[Information — start]
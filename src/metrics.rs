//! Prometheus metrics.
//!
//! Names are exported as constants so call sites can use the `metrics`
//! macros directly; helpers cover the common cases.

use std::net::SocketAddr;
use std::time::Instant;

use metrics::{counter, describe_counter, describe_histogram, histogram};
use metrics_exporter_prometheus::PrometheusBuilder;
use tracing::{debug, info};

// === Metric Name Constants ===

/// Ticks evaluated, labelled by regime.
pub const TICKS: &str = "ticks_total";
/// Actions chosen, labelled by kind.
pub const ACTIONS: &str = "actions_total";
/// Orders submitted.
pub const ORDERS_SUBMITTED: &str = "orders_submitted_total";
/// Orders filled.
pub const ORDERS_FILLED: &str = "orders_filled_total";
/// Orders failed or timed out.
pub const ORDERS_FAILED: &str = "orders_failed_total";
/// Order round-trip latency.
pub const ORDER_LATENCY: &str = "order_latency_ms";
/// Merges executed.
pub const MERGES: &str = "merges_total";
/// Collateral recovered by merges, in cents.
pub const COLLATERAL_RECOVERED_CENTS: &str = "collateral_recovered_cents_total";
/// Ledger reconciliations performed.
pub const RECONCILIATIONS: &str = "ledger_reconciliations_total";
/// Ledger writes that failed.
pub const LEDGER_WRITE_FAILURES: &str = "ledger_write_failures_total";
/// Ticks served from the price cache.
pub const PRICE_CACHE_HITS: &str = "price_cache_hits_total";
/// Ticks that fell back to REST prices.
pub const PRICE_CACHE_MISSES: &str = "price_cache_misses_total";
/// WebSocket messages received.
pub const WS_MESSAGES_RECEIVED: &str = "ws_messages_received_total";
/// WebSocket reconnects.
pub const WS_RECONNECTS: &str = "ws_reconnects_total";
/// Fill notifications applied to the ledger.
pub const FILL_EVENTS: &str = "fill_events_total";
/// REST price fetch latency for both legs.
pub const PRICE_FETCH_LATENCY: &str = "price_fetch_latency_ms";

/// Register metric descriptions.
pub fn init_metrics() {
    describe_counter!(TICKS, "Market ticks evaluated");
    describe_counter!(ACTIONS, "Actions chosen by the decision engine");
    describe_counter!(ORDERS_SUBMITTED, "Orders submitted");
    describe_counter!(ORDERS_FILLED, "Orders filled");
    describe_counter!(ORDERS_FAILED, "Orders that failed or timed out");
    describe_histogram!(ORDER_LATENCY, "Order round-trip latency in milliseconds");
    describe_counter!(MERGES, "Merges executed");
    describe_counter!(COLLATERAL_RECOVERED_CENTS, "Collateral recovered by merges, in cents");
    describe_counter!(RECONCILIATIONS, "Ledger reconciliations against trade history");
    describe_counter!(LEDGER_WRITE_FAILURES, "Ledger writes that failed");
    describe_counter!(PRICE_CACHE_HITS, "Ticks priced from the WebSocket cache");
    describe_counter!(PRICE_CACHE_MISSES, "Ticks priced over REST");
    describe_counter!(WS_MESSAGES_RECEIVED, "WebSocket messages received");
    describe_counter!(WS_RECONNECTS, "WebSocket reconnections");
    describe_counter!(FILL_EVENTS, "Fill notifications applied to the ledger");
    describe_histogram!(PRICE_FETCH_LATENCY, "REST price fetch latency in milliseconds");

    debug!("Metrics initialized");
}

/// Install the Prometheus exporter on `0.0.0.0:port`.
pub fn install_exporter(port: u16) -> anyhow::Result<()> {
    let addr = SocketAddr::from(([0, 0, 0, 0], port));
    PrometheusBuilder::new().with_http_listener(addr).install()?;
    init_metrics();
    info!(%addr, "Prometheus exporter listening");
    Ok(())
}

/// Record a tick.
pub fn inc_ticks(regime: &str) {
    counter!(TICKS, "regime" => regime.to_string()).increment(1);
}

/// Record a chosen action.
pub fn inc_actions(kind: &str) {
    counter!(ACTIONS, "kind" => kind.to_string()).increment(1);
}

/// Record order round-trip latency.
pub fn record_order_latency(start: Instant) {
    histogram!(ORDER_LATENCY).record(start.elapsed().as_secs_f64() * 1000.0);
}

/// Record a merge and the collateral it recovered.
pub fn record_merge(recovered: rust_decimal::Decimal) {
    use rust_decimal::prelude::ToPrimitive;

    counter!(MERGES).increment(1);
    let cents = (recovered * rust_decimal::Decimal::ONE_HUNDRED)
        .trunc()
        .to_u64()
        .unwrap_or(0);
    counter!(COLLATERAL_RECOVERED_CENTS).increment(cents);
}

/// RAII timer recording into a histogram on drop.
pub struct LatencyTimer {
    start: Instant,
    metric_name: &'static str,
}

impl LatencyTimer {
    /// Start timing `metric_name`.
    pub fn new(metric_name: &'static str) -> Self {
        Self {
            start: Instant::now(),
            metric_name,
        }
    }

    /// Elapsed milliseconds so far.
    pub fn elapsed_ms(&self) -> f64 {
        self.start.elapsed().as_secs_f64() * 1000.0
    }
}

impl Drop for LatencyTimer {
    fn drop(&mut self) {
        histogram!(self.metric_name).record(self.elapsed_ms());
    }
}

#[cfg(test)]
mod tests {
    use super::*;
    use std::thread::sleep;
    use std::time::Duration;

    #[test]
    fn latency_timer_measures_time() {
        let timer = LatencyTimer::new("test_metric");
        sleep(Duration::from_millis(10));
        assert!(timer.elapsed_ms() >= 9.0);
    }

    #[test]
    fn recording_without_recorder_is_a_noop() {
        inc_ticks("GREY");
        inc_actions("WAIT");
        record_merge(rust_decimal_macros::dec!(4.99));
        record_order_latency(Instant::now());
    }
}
[Information — finish]
What this task involves: Please copy out each line in the entries that mentions the string "milliseconds".

Your solution:
    describe_histogram!(ORDER_LATENCY, "Order round-trip latency in milliseconds");
    describe_histogram!(PRICE_FETCH_LATENCY, "REST price fetch latency in milliseconds");
    /// Elapsed milliseconds so far.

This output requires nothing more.